> [To do] Your reply should hold only the lines from the records below where "strictly" occurs.

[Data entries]
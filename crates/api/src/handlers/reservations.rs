//! Handlers for the `/reservations` resource (the seat ledger).
//!
//! Creation is the one genuinely racy path in the system: the existence
//! pre-check and the insert are separate statements, so two concurrent
//! requests for the same seat can both pass the check. The
//! `uq_reservations_screening_seat` constraint decides the race; the
//! loser's `23505` is mapped to the same 409 the pre-check produces.

use axum::extract::State;
use axum::http::StatusCode;
use axum::Json;
use marquee_core::error::CoreError;
use marquee_core::types::DbId;
use serde::Deserialize;

use marquee_db::models::reservation::{CreateReservation, Reservation, UserReservation};
use marquee_db::repositories::ReservationRepo;

use crate::background::confirmations::ConfirmationTask;
use crate::error::{is_unique_violation, AppError, AppResult};
use crate::middleware::auth::AuthUser;
use crate::middleware::rbac::RequireClient;
use crate::response::CountedResponse;
use crate::state::AppState;

/// Constraint backing the at-most-one-reservation-per-seat invariant.
const SEAT_CONSTRAINT: &str = "uq_reservations_screening_seat";

// ---------------------------------------------------------------------------
// Request types
// ---------------------------------------------------------------------------

/// Request body for `POST /reservations`.
#[derive(Debug, Deserialize)]
pub struct CreateReservationRequest {
    pub screening_id: Option<DbId>,
    pub seat_number: Option<String>,
}

// ---------------------------------------------------------------------------
// Handlers
// ---------------------------------------------------------------------------

/// POST /reservations
///
/// Reserve a seat for a screening. Requires authentication (any role).
/// Conflicts -- whether caught by the pre-check or by the constraint on
/// insert -- return 409.
pub async fn create_reservation(
    State(state): State<AppState>,
    user: AuthUser,
    Json(input): Json<CreateReservationRequest>,
) -> AppResult<(StatusCode, Json<Reservation>)> {
    let (Some(screening_id), Some(seat_number)) = (input.screening_id, input.seat_number) else {
        return Err(CoreError::validation("Missing required fields").into());
    };

    // Fast path for the common case; the unique constraint is what
    // actually guarantees at-most-one under concurrency.
    if ReservationRepo::is_seat_reserved(&state.pool, screening_id, &seat_number).await? {
        return Err(CoreError::conflict("Seat already reserved").into());
    }

    let create = CreateReservation {
        user_id: user.user_id,
        screening_id,
        seat_number,
    };

    let reservation = match ReservationRepo::create(&state.pool, &create).await {
        Ok(reservation) => reservation,
        Err(err) if is_unique_violation(&err, SEAT_CONSTRAINT) => {
            return Err(CoreError::conflict("Seat already reserved").into());
        }
        Err(err) => return Err(AppError::Database(err)),
    };

    tracing::info!(
        reservation_id = reservation.id,
        screening_id,
        seat = %reservation.seat_number,
        "Reservation created"
    );

    // Fire-and-forget confirmation; a full or stopped queue is not an error.
    let task = ConfirmationTask {
        user_id: reservation.user_id,
        screening_id: reservation.screening_id,
        seat_number: reservation.seat_number.clone(),
    };
    if state.confirmations.try_send(task).is_err() {
        tracing::debug!("Confirmation queue unavailable, skipping notification");
    }

    Ok((StatusCode::CREATED, Json(reservation)))
}

/// GET /reservations/my
///
/// The caller's own reservations, most recent screening first.
pub async fn my_reservations(
    State(state): State<AppState>,
    RequireClient(user): RequireClient,
) -> AppResult<Json<CountedResponse<UserReservation>>> {
    let reservations = ReservationRepo::list_for_user(&state.pool, user.user_id).await?;
    Ok(Json(CountedResponse::new(reservations)))
}
//! Route definitions for the `/rooms` resource.

use axum::routing::get;
use axum::Router;

use crate::handlers::rooms;
use crate::state::AppState;

/// Routes mounted at `/rooms`.
pub fn router() -> Router<AppState> {
    Router::new().route("/rooms", get(rooms::list_rooms))
}
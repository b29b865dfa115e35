//! Route definitions for the `/admin` resource.

use axum::routing::{get, put};
use axum::Router;

use crate::handlers::admin;
use crate::state::AppState;

/// Routes mounted at `/admin`.
///
/// All routes require the `admin` role (enforced by handler extractors).
///
/// ```text
/// GET /users            -> list_users
/// PUT /users/{id}/role  -> update_user_role
/// ```
pub fn router() -> Router<AppState> {
    Router::new()
        .route("/admin/users", get(admin::list_users))
        .route("/admin/users/{id}/role", put(admin::update_user_role))
}
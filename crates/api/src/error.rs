use axum::http::StatusCode;
use axum::response::{IntoResponse, Response};
use marquee_core::error::CoreError;
use serde_json::json;

/// Application-level error type for HTTP handlers.
///
/// Wraps [`CoreError`] for domain errors and adds HTTP-specific variants.
/// Implements [`IntoResponse`] to produce consistent JSON error responses.
#[derive(Debug, thiserror::Error)]
pub enum AppError {
    /// A domain-level error from `marquee_core`.
    #[error(transparent)]
    Core(#[from] CoreError),

    /// A database error from sqlx.
    #[error("Database error: {0}")]
    Database(#[from] sqlx::Error),

    /// A bad request with a human-readable message.
    #[error("Bad request: {0}")]
    BadRequest(String),

    /// An internal error with a human-readable message.
    #[error("Internal error: {0}")]
    InternalError(String),
}

/// Convenience type alias for handler return values.
pub type AppResult<T> = Result<T, AppError>;

impl IntoResponse for AppError {
    fn into_response(self) -> Response {
        let (status, code, message) = match &self {
            // --- CoreError variants ---
            AppError::Core(core) => match core {
                CoreError::NotFound { entity, id } => (
                    StatusCode::NOT_FOUND,
                    "NOT_FOUND",
                    format!("{entity} with id {id} not found"),
                ),
                CoreError::Validation(msg) => {
                    (StatusCode::BAD_REQUEST, "VALIDATION_ERROR", msg.clone())
                }
                CoreError::Conflict(msg) => (StatusCode::CONFLICT, "CONFLICT", msg.clone()),
                CoreError::Unauthorized(msg) => {
                    (StatusCode::UNAUTHORIZED, "UNAUTHORIZED", msg.clone())
                }
                CoreError::Forbidden(msg) => (StatusCode::FORBIDDEN, "FORBIDDEN", msg.clone()),
                CoreError::Internal(msg) => {
                    tracing::error!(error = %msg, "Internal core error");
                    (
                        StatusCode::INTERNAL_SERVER_ERROR,
                        "INTERNAL_ERROR",
                        "An internal error occurred".to_string(),
                    )
                }
            },

            // --- Database errors ---
            AppError::Database(err) => classify_sqlx_error(err),

            // --- HTTP-specific errors ---
            AppError::BadRequest(msg) => (StatusCode::BAD_REQUEST, "BAD_REQUEST", msg.clone()),
            AppError::InternalError(msg) => {
                tracing::error!(error = %msg, "Internal error");
                (
                    StatusCode::INTERNAL_SERVER_ERROR,
                    "INTERNAL_ERROR",
                    "An internal error occurred".to_string(),
                )
            }
        };

        let body = json!({
            "error": message,
            "code": code,
        });

        (status, axum::Json(body)).into_response()
    }
}

/// Whether `err` is a unique-constraint violation on the named constraint.
///
/// Handlers use this to turn a lost insert race into the same conflict
/// outcome as their existence pre-check.
pub fn is_unique_violation(err: &sqlx::Error, constraint: &str) -> bool {
    match err {
        sqlx::Error::Database(db_err) => {
            db_err.code().as_deref() == Some("23505")
                && db_err.constraint() == Some(constraint)
        }
        _ => false,
    }
}

/// Classify a sqlx error into an HTTP status, error code, and message.
///
/// - `RowNotFound` maps to 404.
/// - Unique constraint violations (constraint name starting with `uq_`) map
///   to 409, so a race the handler did not special-case still reports as a
///   conflict rather than a server error.
/// - Everything else maps to 500 with a sanitized message.
fn classify_sqlx_error(err: &sqlx::Error) -> (StatusCode, &'static str, String) {
    match err {
        sqlx::Error::RowNotFound => (
            StatusCode::NOT_FOUND,
            "NOT_FOUND",
            "Resource not found".to_string(),
        ),
        sqlx::Error::Database(db_err) => {
            // PostgreSQL unique constraint violation: error code 23505
            if db_err.code().as_deref() == Some("23505") {
                let constraint = db_err.constraint().unwrap_or("unknown");
                if constraint.starts_with("uq_") {
                    return (
                        StatusCode::CONFLICT,
                        "CONFLICT",
                        format!("Duplicate value violates unique constraint: {constraint}"),
                    );
                }
            }
            tracing::error!(error = %db_err, "Database error");
            (
                StatusCode::INTERNAL_SERVER_ERROR,
                "INTERNAL_ERROR",
                "An internal error occurred".to_string(),
            )
        }
        other => {
            tracing::error!(error = %other, "Database error");
            (
                StatusCode::INTERNAL_SERVER_ERROR,
                "INTERNAL_ERROR",
                "An internal error occurred".to_string(),
            )
        }
    }
}
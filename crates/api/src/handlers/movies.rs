//! Handlers for the `/movies` resource (the catalog).
//!
//! A movie and its screening set are one aggregate: create and update
//! always carry the full screening list, and the repository applies it as
//! a single transaction. All validation happens here, before any store
//! access.

use axum::extract::{Path, Query, State};
use axum::http::StatusCode;
use axum::Json;
use chrono::{NaiveDate, NaiveDateTime};
use marquee_core::error::CoreError;
use marquee_core::types::DbId;
use serde::{Deserialize, Serialize};

use marquee_db::models::movie::{MovieInput, MovieWithScreenings, PlayingMovie};
use marquee_db::repositories::MovieRepo;

use crate::error::{AppError, AppResult};
use crate::middleware::rbac::RequireManager;
use crate::state::AppState;

// ---------------------------------------------------------------------------
// Request / response types
// ---------------------------------------------------------------------------

/// Request body for `POST /movies` and `PUT /movies/{id}`.
///
/// Fields are optional at the serde level so presence checks can produce
/// the specific per-field messages below instead of a generic 422.
#[derive(Debug, Deserialize)]
pub struct MoviePayload {
    pub title: Option<String>,
    pub description: Option<String>,
    pub duration: Option<i32>,
    pub start_date: Option<String>,
    pub end_date: Option<String>,
    pub screenings: Option<Vec<String>>,
    pub room: Option<DbId>,
}

/// Response body for `POST /movies`.
#[derive(Debug, Serialize)]
pub struct MovieCreated {
    pub movie_id: DbId,
    pub screenings_added: usize,
}

/// Response body for `PUT /movies/{id}`.
#[derive(Debug, Serialize)]
pub struct MovieUpdated {
    pub screenings_updated: usize,
}

/// Query parameters for `GET /movies/playing`.
#[derive(Debug, Deserialize)]
pub struct PlayingQuery {
    pub date: Option<String>,
}

/// Response body for `GET /movies/playing`.
#[derive(Debug, Serialize)]
pub struct PlayingResponse {
    pub date: String,
    pub count: usize,
    pub data: Vec<PlayingMovie>,
}

// ---------------------------------------------------------------------------
// Handlers
// ---------------------------------------------------------------------------

/// POST /movies
///
/// Create a movie together with its screening set as one atomic unit.
/// Returns 201 with the new movie id and the number of screenings added.
pub async fn create_movie(
    State(state): State<AppState>,
    RequireManager(_manager): RequireManager,
    Json(input): Json<MoviePayload>,
) -> AppResult<(StatusCode, Json<MovieCreated>)> {
    let (movie_input, screenings) = validate_payload(&input)?;

    let screenings = match screenings {
        Some(times) if !times.is_empty() => times,
        _ => {
            return Err(
                CoreError::validation("At least one screening time is required").into(),
            )
        }
    };

    let movie = MovieRepo::create_with_screenings(&state.pool, &movie_input, &screenings).await?;

    tracing::info!(movie_id = movie.id, screenings = screenings.len(), "Movie created");

    Ok((
        StatusCode::CREATED,
        Json(MovieCreated {
            movie_id: movie.id,
            screenings_added: screenings.len(),
        }),
    ))
}

/// GET /movies
///
/// List all movies with their screening times.
pub async fn list_movies(
    State(state): State<AppState>,
) -> AppResult<Json<Vec<MovieWithScreenings>>> {
    let movies = MovieRepo::list_with_screenings(&state.pool).await?;
    Ok(Json(movies))
}

/// PUT /movies/{id}
///
/// Replace a movie's fields and its entire screening set. The new set may
/// be empty, which removes every screening. 404 when the movie does not
/// exist; nothing is written in that case.
pub async fn update_movie(
    State(state): State<AppState>,
    RequireManager(_manager): RequireManager,
    Path(id): Path<DbId>,
    Json(input): Json<MoviePayload>,
) -> AppResult<Json<MovieUpdated>> {
    let (movie_input, screenings) = validate_payload(&input)?;

    // Unlike create, an empty list is valid here -- it clears the set.
    // A missing field is still a client error.
    let screenings =
        screenings.ok_or_else(|| CoreError::validation("Screenings must be an array"))?;

    let updated =
        MovieRepo::update_with_screenings(&state.pool, id, &movie_input, &screenings).await?;

    if updated.is_none() {
        return Err(CoreError::NotFound { entity: "Movie", id }.into());
    }

    tracing::info!(movie_id = id, screenings = screenings.len(), "Movie updated");

    Ok(Json(MovieUpdated {
        screenings_updated: screenings.len(),
    }))
}

/// DELETE /movies/{id}
///
/// Delete a movie and all of its screenings (reservations on those
/// screenings go with them via cascade). 404 when the movie does not exist.
pub async fn delete_movie(
    State(state): State<AppState>,
    RequireManager(_manager): RequireManager,
    Path(id): Path<DbId>,
) -> AppResult<StatusCode> {
    let deleted = MovieRepo::delete_with_screenings(&state.pool, id).await?;
    if deleted {
        tracing::info!(movie_id = id, "Movie deleted");
        Ok(StatusCode::NO_CONTENT)
    } else {
        Err(CoreError::NotFound { entity: "Movie", id }.into())
    }
}

/// GET /movies/playing?date=YYYY-MM-DD
///
/// Movies whose run window contains the date, with that date's screening
/// times. The date parameter is validated strictly before any store access.
pub async fn playing_movies(
    State(state): State<AppState>,
    Query(query): Query<PlayingQuery>,
) -> AppResult<Json<PlayingResponse>> {
    let raw = query
        .date
        .ok_or_else(|| CoreError::validation("Date parameter is required"))?;

    let date = parse_strict_date(&raw).ok_or_else(|| {
        CoreError::validation("Invalid date format. Please use YYYY-MM-DD format")
    })?;

    let movies = MovieRepo::list_playing_on(&state.pool, date).await?;

    Ok(Json(PlayingResponse {
        date: raw,
        count: movies.len(),
        data: movies,
    }))
}

// ---------------------------------------------------------------------------
// Validation helpers
// ---------------------------------------------------------------------------

/// Validate the shared movie fields and parse the screening time strings.
///
/// Returns the repository input plus the parsed screening list (`None`
/// when the `screenings` field was absent -- create and update differ in
/// how they treat that).
fn validate_payload(
    input: &MoviePayload,
) -> Result<(MovieInput, Option<Vec<NaiveDateTime>>), AppError> {
    let title = input.title.as_deref().filter(|t| !t.is_empty());
    let (Some(title), Some(duration), Some(start_date), Some(end_date)) = (
        title,
        input.duration,
        input.start_date.as_deref(),
        input.end_date.as_deref(),
    ) else {
        return Err(CoreError::validation(
            "Missing required fields (title, duration, start_date, or end_date)",
        )
        .into());
    };

    if duration <= 0 {
        return Err(CoreError::validation("Duration must be a positive number").into());
    }

    let (Ok(start_date), Ok(end_date)) = (
        NaiveDate::parse_from_str(start_date, "%Y-%m-%d"),
        NaiveDate::parse_from_str(end_date, "%Y-%m-%d"),
    ) else {
        return Err(CoreError::validation("Invalid date format").into());
    };

    let screenings = match &input.screenings {
        None => None,
        Some(times) => {
            let mut parsed = Vec::with_capacity(times.len());
            for time in times {
                parsed.push(
                    parse_screening_time(time)
                        .ok_or_else(|| CoreError::validation("Invalid screening time"))?,
                );
            }
            Some(parsed)
        }
    };

    Ok((
        MovieInput {
            title: title.to_string(),
            description: input.description.clone(),
            duration,
            start_date,
            end_date,
            room: input.room,
        },
        screenings,
    ))
}

/// Parse a screening time in `YYYY-MM-DDTHH:MM:SS` form (a space separator
/// is accepted too).
fn parse_screening_time(value: &str) -> Option<NaiveDateTime> {
    NaiveDateTime::parse_from_str(value, "%Y-%m-%dT%H:%M:%S")
        .or_else(|_| NaiveDateTime::parse_from_str(value, "%Y-%m-%d %H:%M:%S"))
        .ok()
}

/// Parse a strictly formatted `YYYY-MM-DD` calendar date.
///
/// The length guard rejects un-padded variants chrono would accept
/// (e.g. `2023-1-1`), so the accepted grammar matches the documented one.
fn parse_strict_date(value: &str) -> Option<NaiveDate> {
    if value.len() != 10 {
        return None;
    }
    NaiveDate::parse_from_str(value, "%Y-%m-%d").ok()
}

#[cfg(test)]
mod tests {
    use super::*;

    #[test]
    fn strict_date_accepts_padded_calendar_dates() {
        assert_eq!(
            parse_strict_date("2023-06-01"),
            Some(NaiveDate::from_ymd_opt(2023, 6, 1).unwrap())
        );
    }

    #[test]
    fn strict_date_rejects_malformed_input() {
        assert!(parse_strict_date("2023-6-1").is_none());
        assert!(parse_strict_date("06-01-2023").is_none());
        assert!(parse_strict_date("2023-06-01T00:00:00").is_none());
        assert!(parse_strict_date("not-a-date!").is_none());
    }

    #[test]
    fn strict_date_rejects_non_calendar_dates() {
        assert!(parse_strict_date("2023-02-30").is_none());
        assert!(parse_strict_date("2023-13-01").is_none());
    }

    #[test]
    fn screening_time_accepts_t_and_space_separators() {
        assert!(parse_screening_time("2023-06-01T18:00:00").is_some());
        assert!(parse_screening_time("2023-06-01 18:00:00").is_some());
        assert!(parse_screening_time("").is_none());
        assert!(parse_screening_time("18:00:00").is_none());
    }
}
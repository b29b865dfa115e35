//! Domain primitives for the marquee cinema-booking backend.
//!
//! Everything here is framework-free: shared ID/time aliases, the error
//! taxonomy, role constants, the authorization predicates, and the fixed
//! seating layout. HTTP and SQL concerns live in `marquee-api` and
//! `marquee-db` respectively.

pub mod authz;
pub mod error;
pub mod roles;
pub mod seating;
pub mod types;
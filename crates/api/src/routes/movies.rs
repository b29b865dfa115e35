//! Route definitions for the `/movies` resource.

use axum::routing::get;
use axum::Router;

use crate::handlers::movies;
use crate::state::AppState;

/// Routes mounted at `/movies`.
///
/// Mutations require the manager or admin role (enforced by handler
/// extractors); reads are public.
///
/// ```text
/// GET    /movies          -> list_movies
/// POST   /movies          -> create_movie
/// GET    /movies/playing  -> playing_movies
/// PUT    /movies/{id}     -> update_movie
/// DELETE /movies/{id}     -> delete_movie
/// ```
pub fn router() -> Router<AppState> {
    Router::new()
        .route(
            "/movies",
            get(movies::list_movies).post(movies::create_movie),
        )
        .route("/movies/playing", get(movies::playing_movies))
        .route(
            "/movies/{id}",
            axum::routing::put(movies::update_movie).delete(movies::delete_movie),
        )
}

> [Task response]
/// times. The date parameter is validated strictly before any store access.
/// Parse a strictly formatted `YYYY-MM-DD` calendar date.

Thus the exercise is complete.